Resolve planning mode confusion.

You cannot just write a plan and say “done.”

You need a runtime that holds state:

plan
tasks
dependencies
approval gates
evidence
CLI sessions
subagents
blockers
final acceptance criteria

That is what I am building in Spectrion.

The main flow: plan + CLI worker

In Spectrion, a large goal becomes an execution plan:

user goal
  -> create_plan
  -> approval / questions / assumptions
  -> execute ready task
  -> optional CLI worker: Codex CLI / Claude Code / another CLI
  -> collect output
  -> verify with code / tests / logs / artifacts
  -> attach evidence
  -> execute_plan: mark_completed / mark_failed / blocked
  -> continue next ready task
  -> finish only when plan state is terminal

The external CLI is a worker.

Spectrion is the supervisor.

The CLI can say done.

Spectrion must verify whether the task can actually be closed.
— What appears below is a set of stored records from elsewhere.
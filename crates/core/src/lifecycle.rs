//! Typed lifecycle events.
//!
//! Workflows publish these after their transaction commits. Each event
//! carries a snapshot of what a notification needs so consumers never have
//! to reach back into the store.

use chrono::NaiveDate;
use rust_decimal::Decimal;
use serde::{Deserialize, Serialize};
use uuid::Uuid;

use crate::booking::{BookingStatus, TimeSlot};
use crate::quotation::LineItem;
use crate::types::{short_ref, DbId};
use crate::vocabulary::Priority;

/// Booking fields rendered into customer messages.
#[derive(Debug, Clone, PartialEq, Serialize, Deserialize)]
pub struct BookingSnapshot {
    pub booking_id: DbId,
    pub booking_ref: Uuid,
    pub contact_name: String,
    pub contact_email: String,
    pub service_name: String,
    pub preferred_date: NaiveDate,
    pub preferred_time_slot: TimeSlot,
    pub location_address: String,
}

impl BookingSnapshot {
    pub fn ref8(&self) -> String {
        short_ref(&self.booking_ref)
    }
}

#[derive(Debug, Clone, PartialEq, Serialize, Deserialize)]
pub struct InquirySnapshot {
    pub inquiry_id: DbId,
    pub inquiry_ref: Uuid,
    pub contact_name: String,
    pub contact_email: String,
    pub subject: String,
    pub message: String,
    pub service_name: Option<String>,
    pub priority: Priority,
}

impl InquirySnapshot {
    pub fn ref8(&self) -> String {
        short_ref(&self.inquiry_ref)
    }
}

#[derive(Debug, Clone, PartialEq, Serialize, Deserialize)]
pub struct QuotationSnapshot {
    pub quotation_id: DbId,
    pub quote_number: String,
    pub title: String,
    pub client_name: String,
    pub recipient: String,
    pub items: Vec<LineItem>,
    pub subtotal: Decimal,
    pub tax_rate: Decimal,
    pub tax_amount: Decimal,
    pub discount_amount: Decimal,
    pub total: Decimal,
    pub valid_until: NaiveDate,
    pub payment_terms: String,
}

/// Something happened in a lifecycle that a customer may need to hear about.
#[derive(Debug, Clone, PartialEq, Serialize, Deserialize)]
#[serde(tag = "event", rename_all = "snake_case")]
pub enum LifecycleEvent {
    BookingReceived {
        booking: BookingSnapshot,
    },
    BookingStatusChanged {
        booking: BookingSnapshot,
        from: BookingStatus,
        to: BookingStatus,
        actor: String,
        note: Option<String>,
    },
    InquiryReceived {
        inquiry: InquirySnapshot,
    },
    QuotationSent {
        quotation: QuotationSnapshot,
    },
}

impl LifecycleEvent {
    /// Dot-separated name used in logs, e.g. `"booking.status_changed"`.
    pub fn name(&self) -> &'static str {
        match self {
            Self::BookingReceived { .. } => "booking.received",
            Self::BookingStatusChanged { .. } => "booking.status_changed",
            Self::InquiryReceived { .. } => "inquiry.received",
            Self::QuotationSent { .. } => "quotation.sent",
        }
    }

    /// Address the customer notification goes to.
    pub fn recipient(&self) -> &str {
        match self {
            Self::BookingReceived { booking } | Self::BookingStatusChanged { booking, .. } => {
                &booking.contact_email
            }
            Self::InquiryReceived { inquiry } => &inquiry.contact_email,
            Self::QuotationSent { quotation } => &quotation.recipient,
        }
    }
}
//! Repository for the `notification_log` table.

use sqlx::PgPool;

use crate::models::notification_log::{NewNotificationLogEntry, NotificationLogEntry};

const COLUMNS: &str = "id, kind, recipient, subject, delivered, error, created_at";

pub struct NotificationLogRepo;

impl NotificationLogRepo {
    pub async fn insert(
        pool: &PgPool,
        input: &NewNotificationLogEntry,
    ) -> Result<NotificationLogEntry, sqlx::Error> {
        let query = format!(
            "INSERT INTO notification_log (kind, recipient, subject, delivered, error) \
             VALUES ($1, $2, $3, $4, $5) \
             RETURNING {COLUMNS}"
        );
        sqlx::query_as::<_, NotificationLogEntry>(&query)
            .bind(&input.kind)
            .bind(&input.recipient)
            .bind(&input.subject)
            .bind(input.delivered)
            .bind(&input.error)
            .fetch_one(pool)
            .await
    }

    /// Most recent attempts first.
    pub async fn list_recent(
        pool: &PgPool,
        limit: i64,
    ) -> Result<Vec<NotificationLogEntry>, sqlx::Error> {
        let query = format!(
            "SELECT {COLUMNS} FROM notification_log ORDER BY created_at DESC, id DESC LIMIT $1"
        );
        sqlx::query_as::<_, NotificationLogEntry>(&query)
            .bind(limit)
            .fetch_all(pool)
            .await
    }
}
A plan is not a Markdown list

A typical “plan” often looks like this:

1. Inspect the code
2. Find bugs
3. Fix them
4. Verify

That list guarantees nothing.

In Spectrion, a plan is a runtime artifact:

objective
scope
phases
tasks
dependencies
risk level
approval gates
open questions
acceptance criteria
rollback notes
required evidence
status
progress

The main invariant:

model message does not close the task
task state closes the task
completed task requires evidence
risky task requires approval
blocked task stays blocked

The plan is not finished until every task is closed as completed or skipped, or until the runtime honestly stops on a blocker / approval / open question.

create_plan vs todo

todo is for short work inside one turn:

- check a file;
- edit text;
- run one test;
- remember to update README;
- keep a small checklist.

create_plan is for situations with:

- multiple phases;
- dependencies;
- approval gates;
- risky changes;
- migrations;
- deployments;
- long-running work;
- rollback;
- acceptance criteria;
- cross-turn execution.

Example:

Find all remaining bugs in runtime, UI, tools, memory,
planning, and server. Add tests. Preserve backward compatibility.

That is not a todo list.

That is an execution plan.

In one real case, the plan broke the work into 35 tasks: discovery, runtime/planning fixes, tools layer, UI/UX, server compatibility, tests, and live smoke checks.

Caption:

The plan is not a Markdown list. It is a runtime artifact: objective, scope, questions, phases, tasks, progress, and approval gates.


Caption:

Risky or critical-path tasks do not execute silently. They stop at an approval gate.

What counts as evidence

Evidence is not a model sentence like “I checked it.”

Evidence is a verifiable trace of execution:

- test output;
- process log;
- diff or patch;
- path to changed file;
- reproducible scenario;
- HTTP response metadata;
- screenshot;
- artifact id;
- concrete blocker reason;
- scope or approval constraint.

If there is no evidence, the task should not be closed.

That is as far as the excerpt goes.